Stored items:

-=-=-=-=-

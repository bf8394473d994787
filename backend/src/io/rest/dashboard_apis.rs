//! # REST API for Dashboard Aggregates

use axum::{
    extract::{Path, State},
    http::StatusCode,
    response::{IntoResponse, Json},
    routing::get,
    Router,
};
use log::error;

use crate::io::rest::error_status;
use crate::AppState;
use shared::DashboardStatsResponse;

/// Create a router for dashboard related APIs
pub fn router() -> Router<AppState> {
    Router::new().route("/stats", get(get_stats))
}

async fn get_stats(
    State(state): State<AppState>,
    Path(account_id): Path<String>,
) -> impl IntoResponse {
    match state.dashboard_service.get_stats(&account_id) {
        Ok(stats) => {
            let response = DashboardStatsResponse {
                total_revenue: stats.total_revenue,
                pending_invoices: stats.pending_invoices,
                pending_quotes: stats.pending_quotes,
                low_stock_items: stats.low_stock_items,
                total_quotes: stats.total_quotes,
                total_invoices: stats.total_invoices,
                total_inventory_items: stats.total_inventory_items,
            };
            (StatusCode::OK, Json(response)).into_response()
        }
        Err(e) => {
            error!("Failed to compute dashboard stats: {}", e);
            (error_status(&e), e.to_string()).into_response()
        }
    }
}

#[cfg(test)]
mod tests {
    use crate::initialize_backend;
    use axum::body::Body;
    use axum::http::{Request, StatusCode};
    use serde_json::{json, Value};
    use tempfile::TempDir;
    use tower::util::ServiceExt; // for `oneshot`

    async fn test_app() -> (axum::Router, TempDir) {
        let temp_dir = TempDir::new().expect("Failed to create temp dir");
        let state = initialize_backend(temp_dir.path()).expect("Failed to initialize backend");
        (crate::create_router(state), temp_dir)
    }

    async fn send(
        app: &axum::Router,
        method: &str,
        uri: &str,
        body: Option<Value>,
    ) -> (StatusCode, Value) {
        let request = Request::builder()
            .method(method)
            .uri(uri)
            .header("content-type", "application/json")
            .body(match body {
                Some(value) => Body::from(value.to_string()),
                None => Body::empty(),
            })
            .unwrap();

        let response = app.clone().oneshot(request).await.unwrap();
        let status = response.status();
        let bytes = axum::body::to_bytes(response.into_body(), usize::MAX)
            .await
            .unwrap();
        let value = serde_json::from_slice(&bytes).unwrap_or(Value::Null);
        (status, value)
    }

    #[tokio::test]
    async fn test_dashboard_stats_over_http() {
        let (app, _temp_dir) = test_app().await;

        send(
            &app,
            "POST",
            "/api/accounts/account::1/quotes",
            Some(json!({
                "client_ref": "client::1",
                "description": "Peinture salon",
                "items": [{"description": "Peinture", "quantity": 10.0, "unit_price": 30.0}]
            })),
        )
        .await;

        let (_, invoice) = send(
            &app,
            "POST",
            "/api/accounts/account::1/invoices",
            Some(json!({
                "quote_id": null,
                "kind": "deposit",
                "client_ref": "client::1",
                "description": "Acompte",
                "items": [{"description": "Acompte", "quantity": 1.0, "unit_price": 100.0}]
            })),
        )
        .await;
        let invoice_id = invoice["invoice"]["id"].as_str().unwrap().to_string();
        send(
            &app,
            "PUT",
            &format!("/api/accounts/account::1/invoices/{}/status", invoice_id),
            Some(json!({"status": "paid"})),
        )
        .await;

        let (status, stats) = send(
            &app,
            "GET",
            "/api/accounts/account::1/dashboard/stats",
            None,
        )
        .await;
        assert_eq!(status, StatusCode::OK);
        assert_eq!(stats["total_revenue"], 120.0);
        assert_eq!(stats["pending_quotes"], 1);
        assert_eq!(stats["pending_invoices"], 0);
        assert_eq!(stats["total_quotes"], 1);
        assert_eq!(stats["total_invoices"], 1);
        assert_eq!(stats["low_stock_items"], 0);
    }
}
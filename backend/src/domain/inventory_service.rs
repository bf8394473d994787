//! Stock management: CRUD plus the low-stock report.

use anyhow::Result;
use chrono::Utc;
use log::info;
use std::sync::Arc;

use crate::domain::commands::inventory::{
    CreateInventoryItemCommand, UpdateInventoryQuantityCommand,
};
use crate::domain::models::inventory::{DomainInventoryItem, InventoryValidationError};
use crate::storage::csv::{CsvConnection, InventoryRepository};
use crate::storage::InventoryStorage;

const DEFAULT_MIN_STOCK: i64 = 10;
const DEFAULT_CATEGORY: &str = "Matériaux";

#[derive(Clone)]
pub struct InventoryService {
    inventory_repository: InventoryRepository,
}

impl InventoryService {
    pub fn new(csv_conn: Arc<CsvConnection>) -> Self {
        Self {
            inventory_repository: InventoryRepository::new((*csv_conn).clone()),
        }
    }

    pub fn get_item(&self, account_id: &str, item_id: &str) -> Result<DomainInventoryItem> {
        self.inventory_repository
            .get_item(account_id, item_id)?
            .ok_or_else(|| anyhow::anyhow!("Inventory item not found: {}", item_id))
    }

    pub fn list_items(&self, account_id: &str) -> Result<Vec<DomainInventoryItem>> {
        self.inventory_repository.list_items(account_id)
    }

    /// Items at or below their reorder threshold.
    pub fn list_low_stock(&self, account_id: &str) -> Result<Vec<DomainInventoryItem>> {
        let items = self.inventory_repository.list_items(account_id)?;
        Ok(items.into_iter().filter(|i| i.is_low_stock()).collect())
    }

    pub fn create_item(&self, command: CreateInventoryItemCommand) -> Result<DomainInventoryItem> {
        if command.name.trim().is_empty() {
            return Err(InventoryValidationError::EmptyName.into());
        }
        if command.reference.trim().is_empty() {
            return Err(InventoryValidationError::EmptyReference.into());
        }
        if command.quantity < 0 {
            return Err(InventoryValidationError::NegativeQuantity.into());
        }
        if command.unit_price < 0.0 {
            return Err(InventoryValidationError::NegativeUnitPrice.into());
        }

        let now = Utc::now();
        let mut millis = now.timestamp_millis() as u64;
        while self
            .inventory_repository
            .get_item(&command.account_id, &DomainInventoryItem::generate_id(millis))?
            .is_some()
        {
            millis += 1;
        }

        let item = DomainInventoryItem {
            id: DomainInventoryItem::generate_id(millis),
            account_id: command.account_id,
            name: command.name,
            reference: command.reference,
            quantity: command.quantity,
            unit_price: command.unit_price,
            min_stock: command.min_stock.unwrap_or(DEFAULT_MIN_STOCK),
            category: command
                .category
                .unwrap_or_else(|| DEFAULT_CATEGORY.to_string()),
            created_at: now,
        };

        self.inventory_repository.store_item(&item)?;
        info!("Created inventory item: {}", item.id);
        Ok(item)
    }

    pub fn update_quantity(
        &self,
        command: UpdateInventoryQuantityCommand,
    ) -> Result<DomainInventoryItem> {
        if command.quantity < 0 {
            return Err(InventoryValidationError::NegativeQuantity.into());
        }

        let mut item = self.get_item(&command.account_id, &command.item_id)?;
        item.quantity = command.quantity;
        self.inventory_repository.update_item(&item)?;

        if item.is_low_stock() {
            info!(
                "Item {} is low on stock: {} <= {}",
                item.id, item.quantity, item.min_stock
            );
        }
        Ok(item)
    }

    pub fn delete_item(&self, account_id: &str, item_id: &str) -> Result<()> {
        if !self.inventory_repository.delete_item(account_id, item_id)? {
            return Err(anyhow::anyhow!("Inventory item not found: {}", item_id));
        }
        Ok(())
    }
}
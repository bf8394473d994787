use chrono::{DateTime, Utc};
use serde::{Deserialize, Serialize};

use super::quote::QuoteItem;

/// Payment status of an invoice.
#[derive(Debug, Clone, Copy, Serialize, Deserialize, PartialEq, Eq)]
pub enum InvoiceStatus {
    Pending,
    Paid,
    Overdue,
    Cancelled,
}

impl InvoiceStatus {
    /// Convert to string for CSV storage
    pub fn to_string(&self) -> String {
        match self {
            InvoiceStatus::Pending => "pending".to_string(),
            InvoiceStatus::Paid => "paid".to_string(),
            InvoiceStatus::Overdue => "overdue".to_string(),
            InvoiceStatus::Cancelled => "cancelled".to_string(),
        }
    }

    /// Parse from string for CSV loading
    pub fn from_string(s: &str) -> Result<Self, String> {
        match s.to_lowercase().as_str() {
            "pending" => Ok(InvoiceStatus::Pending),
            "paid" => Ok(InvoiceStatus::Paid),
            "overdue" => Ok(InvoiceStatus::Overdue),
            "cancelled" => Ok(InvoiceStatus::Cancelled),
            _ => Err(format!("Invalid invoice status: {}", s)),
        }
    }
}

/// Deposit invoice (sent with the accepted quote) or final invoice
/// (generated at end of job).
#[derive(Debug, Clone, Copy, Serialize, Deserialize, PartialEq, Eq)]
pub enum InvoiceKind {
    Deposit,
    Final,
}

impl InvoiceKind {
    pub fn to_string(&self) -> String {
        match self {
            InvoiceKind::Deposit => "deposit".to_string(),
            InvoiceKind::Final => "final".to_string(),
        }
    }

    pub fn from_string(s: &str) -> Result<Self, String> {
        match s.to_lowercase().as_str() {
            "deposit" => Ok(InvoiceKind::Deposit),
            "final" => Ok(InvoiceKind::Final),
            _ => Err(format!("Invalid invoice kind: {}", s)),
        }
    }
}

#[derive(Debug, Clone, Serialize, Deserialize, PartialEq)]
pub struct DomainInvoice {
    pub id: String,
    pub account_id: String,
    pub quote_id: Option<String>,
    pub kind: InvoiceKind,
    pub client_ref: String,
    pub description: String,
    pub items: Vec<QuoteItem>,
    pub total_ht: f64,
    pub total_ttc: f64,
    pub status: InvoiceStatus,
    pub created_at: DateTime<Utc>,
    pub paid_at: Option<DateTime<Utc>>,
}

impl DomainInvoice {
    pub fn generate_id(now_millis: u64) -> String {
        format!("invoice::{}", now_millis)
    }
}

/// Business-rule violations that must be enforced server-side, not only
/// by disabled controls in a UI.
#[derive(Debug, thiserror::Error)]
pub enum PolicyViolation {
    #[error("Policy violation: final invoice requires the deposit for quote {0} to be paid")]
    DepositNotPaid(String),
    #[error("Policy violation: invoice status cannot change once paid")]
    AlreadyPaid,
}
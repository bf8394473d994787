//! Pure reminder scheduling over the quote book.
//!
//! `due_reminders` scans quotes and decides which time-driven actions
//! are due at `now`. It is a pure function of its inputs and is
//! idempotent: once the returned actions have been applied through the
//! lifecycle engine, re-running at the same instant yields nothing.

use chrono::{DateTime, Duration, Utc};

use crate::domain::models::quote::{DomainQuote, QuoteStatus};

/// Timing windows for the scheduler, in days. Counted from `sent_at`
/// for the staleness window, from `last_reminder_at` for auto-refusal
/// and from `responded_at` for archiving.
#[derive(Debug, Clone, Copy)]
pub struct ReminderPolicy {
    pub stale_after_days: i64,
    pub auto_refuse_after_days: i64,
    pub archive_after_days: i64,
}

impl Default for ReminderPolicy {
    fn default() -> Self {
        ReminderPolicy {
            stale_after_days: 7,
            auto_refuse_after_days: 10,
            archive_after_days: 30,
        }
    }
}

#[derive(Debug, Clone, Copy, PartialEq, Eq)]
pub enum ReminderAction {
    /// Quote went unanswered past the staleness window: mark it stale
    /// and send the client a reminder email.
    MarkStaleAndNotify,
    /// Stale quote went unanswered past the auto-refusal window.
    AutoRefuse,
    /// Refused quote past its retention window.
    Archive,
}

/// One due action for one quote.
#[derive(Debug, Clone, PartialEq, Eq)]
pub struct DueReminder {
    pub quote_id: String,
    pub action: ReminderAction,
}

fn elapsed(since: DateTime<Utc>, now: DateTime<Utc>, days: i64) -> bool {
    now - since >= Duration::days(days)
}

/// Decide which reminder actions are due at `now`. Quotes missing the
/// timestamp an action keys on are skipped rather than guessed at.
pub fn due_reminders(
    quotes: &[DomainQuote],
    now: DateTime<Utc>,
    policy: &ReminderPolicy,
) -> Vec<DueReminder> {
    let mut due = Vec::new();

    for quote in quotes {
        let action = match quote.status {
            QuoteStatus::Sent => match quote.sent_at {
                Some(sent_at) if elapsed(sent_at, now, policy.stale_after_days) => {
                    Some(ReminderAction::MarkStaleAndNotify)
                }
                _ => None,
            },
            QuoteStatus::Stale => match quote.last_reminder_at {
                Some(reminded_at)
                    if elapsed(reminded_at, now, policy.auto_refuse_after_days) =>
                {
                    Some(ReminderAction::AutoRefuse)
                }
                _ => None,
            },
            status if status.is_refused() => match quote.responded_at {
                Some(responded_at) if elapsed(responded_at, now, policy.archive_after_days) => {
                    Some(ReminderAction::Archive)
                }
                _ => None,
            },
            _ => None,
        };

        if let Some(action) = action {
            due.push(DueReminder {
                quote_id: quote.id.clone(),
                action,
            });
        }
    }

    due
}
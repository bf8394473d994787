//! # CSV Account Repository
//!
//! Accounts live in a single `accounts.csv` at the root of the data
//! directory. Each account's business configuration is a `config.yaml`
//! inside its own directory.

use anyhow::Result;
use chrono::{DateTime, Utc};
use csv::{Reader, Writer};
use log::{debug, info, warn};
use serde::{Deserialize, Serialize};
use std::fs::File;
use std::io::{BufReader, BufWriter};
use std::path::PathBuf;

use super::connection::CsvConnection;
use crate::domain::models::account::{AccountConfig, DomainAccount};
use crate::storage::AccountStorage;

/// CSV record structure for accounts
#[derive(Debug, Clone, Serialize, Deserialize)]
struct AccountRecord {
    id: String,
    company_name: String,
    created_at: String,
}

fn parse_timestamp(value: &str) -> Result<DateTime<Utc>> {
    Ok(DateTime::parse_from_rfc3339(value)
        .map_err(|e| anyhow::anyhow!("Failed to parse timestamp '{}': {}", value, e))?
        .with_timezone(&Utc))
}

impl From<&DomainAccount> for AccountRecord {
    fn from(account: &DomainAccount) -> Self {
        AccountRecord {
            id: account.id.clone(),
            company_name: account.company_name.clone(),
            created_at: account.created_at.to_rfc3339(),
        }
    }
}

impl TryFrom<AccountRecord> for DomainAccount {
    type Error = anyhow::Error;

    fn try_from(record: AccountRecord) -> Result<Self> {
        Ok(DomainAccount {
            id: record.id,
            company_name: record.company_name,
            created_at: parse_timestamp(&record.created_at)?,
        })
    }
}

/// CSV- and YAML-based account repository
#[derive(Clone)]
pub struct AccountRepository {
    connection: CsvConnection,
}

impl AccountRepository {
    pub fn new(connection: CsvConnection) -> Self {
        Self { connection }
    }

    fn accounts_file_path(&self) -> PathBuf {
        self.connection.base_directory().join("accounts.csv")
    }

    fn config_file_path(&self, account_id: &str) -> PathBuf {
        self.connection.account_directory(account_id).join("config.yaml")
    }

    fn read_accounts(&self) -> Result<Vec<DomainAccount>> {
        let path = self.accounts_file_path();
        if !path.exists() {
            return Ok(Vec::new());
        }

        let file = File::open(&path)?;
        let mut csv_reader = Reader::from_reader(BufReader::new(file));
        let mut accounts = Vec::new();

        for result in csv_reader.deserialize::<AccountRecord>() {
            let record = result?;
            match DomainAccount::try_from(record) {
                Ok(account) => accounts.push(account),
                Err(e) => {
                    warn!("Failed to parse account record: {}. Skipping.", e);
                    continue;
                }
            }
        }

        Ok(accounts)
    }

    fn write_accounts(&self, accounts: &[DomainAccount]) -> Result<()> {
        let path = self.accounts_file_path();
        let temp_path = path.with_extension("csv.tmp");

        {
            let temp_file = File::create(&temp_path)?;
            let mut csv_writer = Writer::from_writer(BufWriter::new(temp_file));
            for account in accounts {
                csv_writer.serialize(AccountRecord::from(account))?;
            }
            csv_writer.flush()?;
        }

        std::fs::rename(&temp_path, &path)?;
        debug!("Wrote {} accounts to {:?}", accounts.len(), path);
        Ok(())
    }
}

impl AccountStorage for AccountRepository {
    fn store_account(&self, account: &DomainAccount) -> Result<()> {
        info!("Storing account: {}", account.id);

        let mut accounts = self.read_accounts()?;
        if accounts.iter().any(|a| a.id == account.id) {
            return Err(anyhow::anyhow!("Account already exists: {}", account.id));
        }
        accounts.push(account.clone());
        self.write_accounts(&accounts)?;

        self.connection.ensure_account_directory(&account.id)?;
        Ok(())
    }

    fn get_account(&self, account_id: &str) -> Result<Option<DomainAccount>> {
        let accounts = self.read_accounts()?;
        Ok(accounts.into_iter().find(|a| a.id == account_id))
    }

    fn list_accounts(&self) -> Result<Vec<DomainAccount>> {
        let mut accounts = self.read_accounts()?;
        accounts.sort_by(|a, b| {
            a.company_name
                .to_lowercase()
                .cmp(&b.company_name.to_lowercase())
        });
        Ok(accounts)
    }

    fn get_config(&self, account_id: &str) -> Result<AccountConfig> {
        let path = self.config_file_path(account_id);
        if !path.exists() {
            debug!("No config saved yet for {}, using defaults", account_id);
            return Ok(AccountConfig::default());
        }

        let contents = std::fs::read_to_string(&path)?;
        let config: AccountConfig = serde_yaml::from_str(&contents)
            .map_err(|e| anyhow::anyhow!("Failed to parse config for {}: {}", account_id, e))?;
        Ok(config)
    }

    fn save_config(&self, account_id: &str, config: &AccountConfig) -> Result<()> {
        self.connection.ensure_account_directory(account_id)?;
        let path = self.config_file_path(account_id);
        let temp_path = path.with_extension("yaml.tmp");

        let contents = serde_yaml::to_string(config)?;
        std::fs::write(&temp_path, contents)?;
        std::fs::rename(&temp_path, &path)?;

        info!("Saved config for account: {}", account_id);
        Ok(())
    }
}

-=-=-=-=-

■ Work task: Looking at the data above, work out how many lines contain "axum" and answer with the figure only.

■ Worked solution: 6